You have to become an aggressive marketing function – with branding, and catchy titles, and consistent content delivery. Slowly, but surely, filling the inboxes of the C-Suite with messages spelling out exactly what security has done for them lately. This isn’t a metrics discussion – security operations can do that – this is an exercise in contextualizing a threat. It’s not that a threat was stopped, it’s what threat was stopped, and the impact  avoided because of it. Take something you deal with daily: the broad-scope spear phishing campaign that hits your HR department asking them to change their platform passwords. Simply saying the campaign was stopped at the perimeter by putting “23 spear phishing attempts thwarted” on a CISO slide isn’t enough. If you know how much it costs (in money and operational downtime) to re-image a computer, force password resets or involve your third-party personnel management software provider in a full-fledged account takeover investigation. You now know how much money the security team just saved the company. Use it – it’s no longer a hypothetical.

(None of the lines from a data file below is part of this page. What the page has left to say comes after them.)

mod helpers;

use helpers::*;
use serde_json::json;

use chatlab_core::worker::{AbortToken, Request, Worker};
use chatlab_core::Settings;

const BASE: i64 = 1_699_963_200;

fn request(op: &str, payload: serde_json::Value) -> Request {
    serde_json::from_value(json!({"id": format!("t-{op}"), "op": op, "payload": payload})).unwrap()
}

fn request_bare(op: &str) -> Request {
    serde_json::from_value(json!({"id": format!("t-{op}"), "op": op})).unwrap()
}

fn spawn_worker(dirs: &chatlab_core::AppDirs) -> Worker {
    Worker::spawn(dirs.clone(), Settings::default()).unwrap()
}

fn import_via_worker(dirs: &chatlab_core::AppDirs, worker: &Worker) -> String {
    let export = chatlab_export(
        "G",
        "qq",
        json!([member("10", "A"), member("11", "B")]),
        json!([
            msg("10", "A", BASE, "one"),
            msg("11", "B", BASE + 60, "two"),
            msg("10", "A", BASE + 120, "three"),
        ]),
    );
    let path = write_json(&dirs.temp(), "worker_import.json", &export);
    let response = worker.submit(request(
        "import.stream",
        json!({"path": path.to_string_lossy()}),
    ));
    assert!(response.ok, "import failed: {:?}", response.error);
    response.result.unwrap()["sessionId"]
        .as_str()
        .unwrap()
        .to_string()
}

#[test]
fn import_then_query_through_the_request_surface() {
    let (_tmp, dirs) = test_dirs();
    let worker = spawn_worker(&dirs);
    let session_id = import_via_worker(&dirs, &worker);

    let sessions = worker.submit(request_bare("session.getAll"));
    assert!(sessions.ok);
    let list = sessions.result.unwrap();
    assert_eq!(list.as_array().unwrap().len(), 1);
    assert_eq!(list[0]["id"], session_id.as_str());
    assert_eq!(list[0]["messageCount"], 3);

    let activity = worker.submit(request(
        "query.memberActivity",
        json!({"sessionId": session_id}),
    ));
    assert!(activity.ok);
    let rows = activity.result.unwrap();
    assert_eq!(rows.as_array().unwrap().len(), 2);

    let hourly = worker.submit(request(
        "query.hourly",
        json!({"sessionId": session_id, "filter": {"startTs": BASE, "endTs": BASE + 60}}),
    ));
    assert!(hourly.ok);
    let buckets = hourly.result.unwrap();
    assert_eq!(buckets.as_array().unwrap().len(), 24);
    let total: u64 = buckets
        .as_array()
        .unwrap()
        .iter()
        .map(|b| b["count"].as_u64().unwrap())
        .sum();
    assert_eq!(total, 2); // boundary-inclusive window keeps two rows
}

#[test]
fn progress_events_stream_for_imports() {
    let (_tmp, dirs) = test_dirs();
    let worker = spawn_worker(&dirs);

    let export = chatlab_export(
        "G",
        "qq",
        json!([member("10", "A")]),
        json!([msg("10", "A", BASE, "only")]),
    );
    let path = write_json(&dirs.temp(), "progress.json", &export);

    let (tx, rx) = crossbeam_channel::unbounded();
    let response = worker.submit_with(
        request("import.stream", json!({"path": path.to_string_lossy()})),
        Some(tx),
        AbortToken::new(),
    );
    assert!(response.ok);

    let events: Vec<_> = rx.try_iter().collect();
    assert!(!events.is_empty());
    let stages: Vec<String> = events
        .iter()
        .map(|e| {
            serde_json::to_value(&e.progress).unwrap()["stage"]
                .as_str()
                .unwrap()
                .to_string()
        })
        .collect();
    assert_eq!(stages.first().map(String::as_str), Some("detect"));
    assert_eq!(stages.last().map(String::as_str), Some("done"));
    // bytes are monotone across parse progress
    let bytes: Vec<u64> = events
        .iter()
        .map(|e| {
            serde_json::to_value(&e.progress).unwrap()["bytesRead"]
                .as_u64()
                .unwrap()
        })
        .collect();
    let parse_bytes: Vec<u64> = bytes.iter().copied().filter(|b| *b > 0).collect();
    assert!(parse_bytes.windows(2).all(|w| w[0] <= w[1]));
}

#[test]
fn rename_owner_and_delete_lifecycle() {
    let (_tmp, dirs) = test_dirs();
    let worker = spawn_worker(&dirs);
    let session_id = import_via_worker(&dirs, &worker);

    let renamed = worker.submit(request(
        "session.rename",
        json!({"sessionId": session_id, "name": "renamed"}),
    ));
    assert!(renamed.ok);

    let owner = worker.submit(request(
        "session.updateOwnerId",
        json!({"sessionId": session_id, "ownerId": 1}),
    ));
    assert!(owner.ok);

    let info = worker.submit(request("session.get", json!({"sessionId": session_id})));
    assert!(info.ok);
    let info = info.result.unwrap();
    assert_eq!(info["name"], "renamed");
    assert_eq!(info["ownerId"], 1);

    let deleted = worker.submit(request(
        "session.delete",
        json!({"sessionId": session_id}),
    ));
    assert!(deleted.ok);
    assert!(dirs.list_sessions().unwrap().is_empty());

    let gone = worker.submit(request("session.get", json!({"sessionId": session_id})));
    assert!(!gone.ok);
    assert_eq!(gone.error.unwrap().code, "not_found");
}

#[test]
fn member_aliases_and_name_history_ops() {
    let (_tmp, dirs) = test_dirs();
    let worker = spawn_worker(&dirs);
    let session_id = import_via_worker(&dirs, &worker);

    let members = worker.submit(request("member.list", json!({"sessionId": session_id})));
    assert!(members.ok);
    let members = members.result.unwrap();
    let member_id = members[0]["id"].as_i64().unwrap();

    let updated = worker.submit(request(
        "member.updateAliases",
        json!({"sessionId": session_id, "memberId": member_id, "aliases": ["老大", "boss"]}),
    ));
    assert!(updated.ok);

    let members = worker.submit(request("member.list", json!({"sessionId": session_id})));
    let listed = members.result.unwrap();
    let row = listed
        .as_array()
        .unwrap()
        .iter()
        .find(|m| m["id"].as_i64() == Some(member_id))
        .unwrap();
    assert_eq!(row["aliases"], json!(["老大", "boss"]));

    let history = worker.submit(request(
        "member.nameHistory",
        json!({"sessionId": session_id, "memberId": member_id}),
    ));
    assert!(history.ok);
}

#[test]
fn member_delete_clears_messages_and_index() {
    let (_tmp, dirs) = test_dirs();
    let worker = spawn_worker(&dirs);
    let session_id = import_via_worker(&dirs, &worker);

    let generated = worker.submit(request(
        "session.generateIndex",
        json!({"sessionId": session_id}),
    ));
    assert!(generated.ok);

    let store = open_session(&dirs, &session_id);
    let member_id = store.member_id("10").unwrap().unwrap();
    drop(store);

    let deleted = worker.submit(request(
        "member.delete",
        json!({"sessionId": session_id, "memberId": member_id}),
    ));
    assert!(deleted.ok);

    let has_index = worker.submit(request(
        "session.hasIndex",
        json!({"sessionId": session_id}),
    ));
    assert_eq!(has_index.result.unwrap()["hasIndex"], false);

    let store = open_session(&dirs, &session_id);
    assert_eq!(count(&store, "SELECT COUNT(*) FROM message"), 1);
}

#[test]
fn sql_execute_is_read_only_and_bounded() {
    let (_tmp, dirs) = test_dirs();
    let worker = spawn_worker(&dirs);
    let session_id = import_via_worker(&dirs, &worker);

    let ok = worker.submit(request(
        "sql.execute",
        json!({"sessionId": session_id, "sql": "SELECT COUNT(*) AS n FROM message"}),
    ));
    assert!(ok.ok);
    assert_eq!(ok.result.unwrap()["rows"][0]["n"], 3);

    let rejected = worker.submit(request(
        "sql.execute",
        json!({"sessionId": session_id, "sql": "DELETE FROM message"}),
    ));
    assert!(!rejected.ok);
    assert_eq!(rejected.error.unwrap().code, "sql_error");

    let schema = worker.submit(request("sql.schema", json!({"sessionId": session_id})));
    assert!(schema.ok);
    let tables: Vec<String> = schema.result.unwrap()
        .as_array()
        .unwrap()
        .iter()
        .map(|t| t["name"].as_str().unwrap().to_string())
        .collect();
    assert!(tables.contains(&"message".to_string()));
    assert!(tables.contains(&"member".to_string()));
}

#[test]
fn merge_ops_round_trip_through_worker() {
    let (_tmp, dirs) = test_dirs();
    let worker = spawn_worker(&dirs);

    let s1 = write_json(
        &dirs.temp(),
        "m1.json",
        &chatlab_export("G", "qq", json!([member("10", "A")]), json!([msg("10", "A", BASE + 100, "x")])),
    );
    let s2 = write_json(
        &dirs.temp(),
        "m2.json",
        &chatlab_export("G", "qq", json!([member("10", "A")]), json!([msg("10", "A", BASE + 100, "y")])),
    );

    let check = worker.submit(request(
        "merge.checkConflicts",
        json!({"paths": [s1.to_string_lossy(), s2.to_string_lossy()]}),
    ));
    assert!(check.ok);
    let report = check.result.unwrap();
    assert_eq!(report["conflicts"].as_array().unwrap().len(), 1);
    assert_eq!(report["conflicts"][0]["contentLength1"], 1);

    let merged = worker.submit(request(
        "merge.mergeFiles",
        json!({"paths": [s1.to_string_lossy(), s2.to_string_lossy()], "reimport": true}),
    ));
    assert!(merged.ok, "merge failed: {:?}", merged.error);
    let outcome = merged.result.unwrap();
    assert_eq!(outcome["messageCount"], 1);
    assert!(outcome["sessionId"].is_string());
}

#[test]
fn unknown_session_yields_not_found() {
    let (_tmp, dirs) = test_dirs();
    let worker = spawn_worker(&dirs);
    let response = worker.submit(request(
        "query.memberActivity",
        json!({"sessionId": "chat_0_nothere"}),
    ));
    assert!(!response.ok);
    assert_eq!(response.error.unwrap().code, "not_found");
}

#[test]
fn migration_check_reports_clean_on_fresh_stores() {
    let (_tmp, dirs) = test_dirs();
    let worker = spawn_worker(&dirs);
    import_via_worker(&dirs, &worker);

    let check = worker.submit(request_bare("migration.check"));
    assert!(check.ok);
    let report = check.result.unwrap();
    assert_eq!(report["storesBehind"], 0);
    assert_eq!(report["storeCount"], 1);

    let run = worker.submit(request_bare("migration.run"));
    assert!(run.ok);
    assert_eq!(run.result.unwrap()["storesMigrated"], 0);
}
//! Parser for line-oriented WeChat backup text.
//!
//! Record shape: a header line `YYYY-MM-DD HH:MM:SS <name>(<id>)`
//! followed by one or more content lines, terminated by the next header
//! or end of file. Types come entirely from content heuristics; the
//! `系统消息` pseudo-sender marks platform notices.

use std::collections::HashMap;
use std::fs::File;
use std::io::{BufRead, BufReader};
use std::path::Path;

use anyhow::Result;

use crate::parse::{heuristics, timestamp, ParseOptions, ParseProgress, ParseSink, ParseSummary};
use crate::types::{
    MessageType, ParsedMeta, Platform, RawMember, RawMessage, SessionKind, SYSTEM_AUTHOR,
};

pub fn parse(path: &Path, opts: &ParseOptions, sink: &mut dyn ParseSink) -> Result<ParseSummary> {
    let total_bytes = std::fs::metadata(path)?.len();
    let name = path
        .file_stem()
        .and_then(|s| s.to_str())
        .unwrap_or("微信聊天记录")
        .to_string();
    sink.on_meta(ParsedMeta {
        name,
        platform: Platform::Wechat,
        kind: SessionKind::Group,
        group_id: None,
        group_avatar: None,
    })?;

    let reader = BufReader::new(File::open(path)?);

    let mut summary = ParseSummary::default();
    let mut batch: Vec<RawMessage> = Vec::with_capacity(opts.batch_size);
    let mut roster: Vec<RawMember> = Vec::new();
    let mut roster_index: HashMap<String, usize> = HashMap::new();

    let mut bytes_read: u64 = 0;
    let mut pending: Option<(i64, String, String)> = None; // (ts, name, id)
    let mut content_lines: Vec<String> = Vec::new();

    for line in reader.lines() {
        let line = line?;
        bytes_read += line.len() as u64 + 1;

        if let Some((ts, sender_name, sender_id)) = parse_header(&line) {
            finish_record(
                &mut pending,
                &mut content_lines,
                &mut batch,
                &mut roster,
                &mut roster_index,
                &mut summary,
            );
            pending = Some((ts, sender_name, sender_id));
            if batch.len() >= opts.batch_size {
                opts.abort.check()?;
                summary.messages += batch.len() as u64;
                sink.on_messages(std::mem::take(&mut batch))?;
                sink.on_progress(ParseProgress {
                    bytes_read,
                    total_bytes,
                    messages_seen: summary.messages,
                })?;
            }
        } else if pending.is_some() {
            content_lines.push(line);
        }
        // preamble lines before the first header are ignored
    }
    finish_record(
        &mut pending,
        &mut content_lines,
        &mut batch,
        &mut roster,
        &mut roster_index,
        &mut summary,
    );

    if !batch.is_empty() {
        summary.messages += batch.len() as u64;
        sink.on_messages(std::mem::take(&mut batch))?;
    }
    sink.on_members(roster)?;
    summary.bytes_read = bytes_read;
    sink.on_progress(ParseProgress {
        bytes_read,
        total_bytes,
        messages_seen: summary.messages,
    })?;
    Ok(summary)
}

/// `2023-05-01 09:30:00 阿明(wxid_abc)` → (ts, name, id). The platform
/// id is taken from the last parenthesized group so display names
/// containing parens keep working.
fn parse_header(line: &str) -> Option<(i64, String, String)> {
    let line = line.trim_end();
    if line.len() < 19 || !line.is_char_boundary(19) {
        return None;
    }
    let (ts_part, rest) = line.split_at(19);
    let ts = timestamp::from_str(ts_part).and_then(timestamp::plausible)?;

    let rest = rest.strip_prefix(' ')?;
    if !rest.ends_with(')') {
        return None;
    }
    let open = rest.rfind('(')?;
    let name = rest[..open].trim();
    let id = &rest[open + 1..rest.len() - 1];
    if name.is_empty() || id.is_empty() {
        return None;
    }
    Some((ts, name.to_string(), id.to_string()))
}

fn finish_record(
    pending: &mut Option<(i64, String, String)>,
    content_lines: &mut Vec<String>,
    batch: &mut Vec<RawMessage>,
    roster: &mut Vec<RawMember>,
    roster_index: &mut HashMap<String, usize>,
    summary: &mut ParseSummary,
) {
    let (ts, sender_name, sender_id) = match pending.take() {
        Some(p) => p,
        None => return,
    };
    while content_lines.last().map(|l| l.trim().is_empty()) == Some(true) {
        content_lines.pop();
    }
    if content_lines.is_empty() {
        summary.dropped += 1;
        return;
    }
    let content = content_lines.join("\n");
    content_lines.clear();

    let is_system = sender_name == SYSTEM_AUTHOR || sender_id == "system";
    let msg_type = if is_system {
        MessageType::System
    } else {
        heuristics::classify_content(&content).unwrap_or(MessageType::Text)
    };
    let account_name = if is_system {
        SYSTEM_AUTHOR.to_string()
    } else {
        sender_name
    };

    if !roster_index.contains_key(&sender_id) {
        roster_index.insert(sender_id.clone(), roster.len());
        roster.push(RawMember {
            platform_id: sender_id.clone(),
            account_name: account_name.clone(),
            group_nickname: None,
            avatar: None,
        });
    }

    batch.push(RawMessage {
        sender_platform_id: sender_id,
        account_name,
        group_nickname: None,
        timestamp: ts,
        msg_type,
        content: Some(content),
    });
}

#[cfg(test)]
mod tests {
    use super::*;

    #[test]
    fn header_lines_parse() {
        let (ts, name, id) = parse_header("2023-05-01 09:30:00 阿明(wxid_abc)").unwrap();
        assert!(ts > 0);
        assert_eq!(name, "阿明");
        assert_eq!(id, "wxid_abc");
    }

    #[test]
    fn parens_in_names_resolve_to_last_group() {
        let (_, name, id) = parse_header("2023-05-01 09:30:00 阿明(大)(wxid_abc)").unwrap();
        assert_eq!(name, "阿明(大)");
        assert_eq!(id, "wxid_abc");
    }

    #[test]
    fn content_lines_are_not_headers() {
        assert!(parse_header("早上好").is_none());
        assert!(parse_header("2023-05-01 09:30:00 no id here").is_none());
    }
}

With consistency, things start to change. Discussions about security morph from “cost center” to “loss prevention center.” Dollar figures are assigned to successes as well as failures; balance sheets become more balanced. The whole team will grumble less about the hassles of two-factor authentication and spear phishing awareness training, because they get it. They know it works because you told them it does. You gain allies, and you gain a very important seat at the table. Then you gain budget. And with money, comes capability, and before you know it, you have a full-fledged intelligence-led security operations team. Obviously, this doesn’t happen overnight – and sometimes not even within a year or two – but, it does happen. It all starts with that first, easy win and the marketing campaign you launch to scream your success from the mountaintop.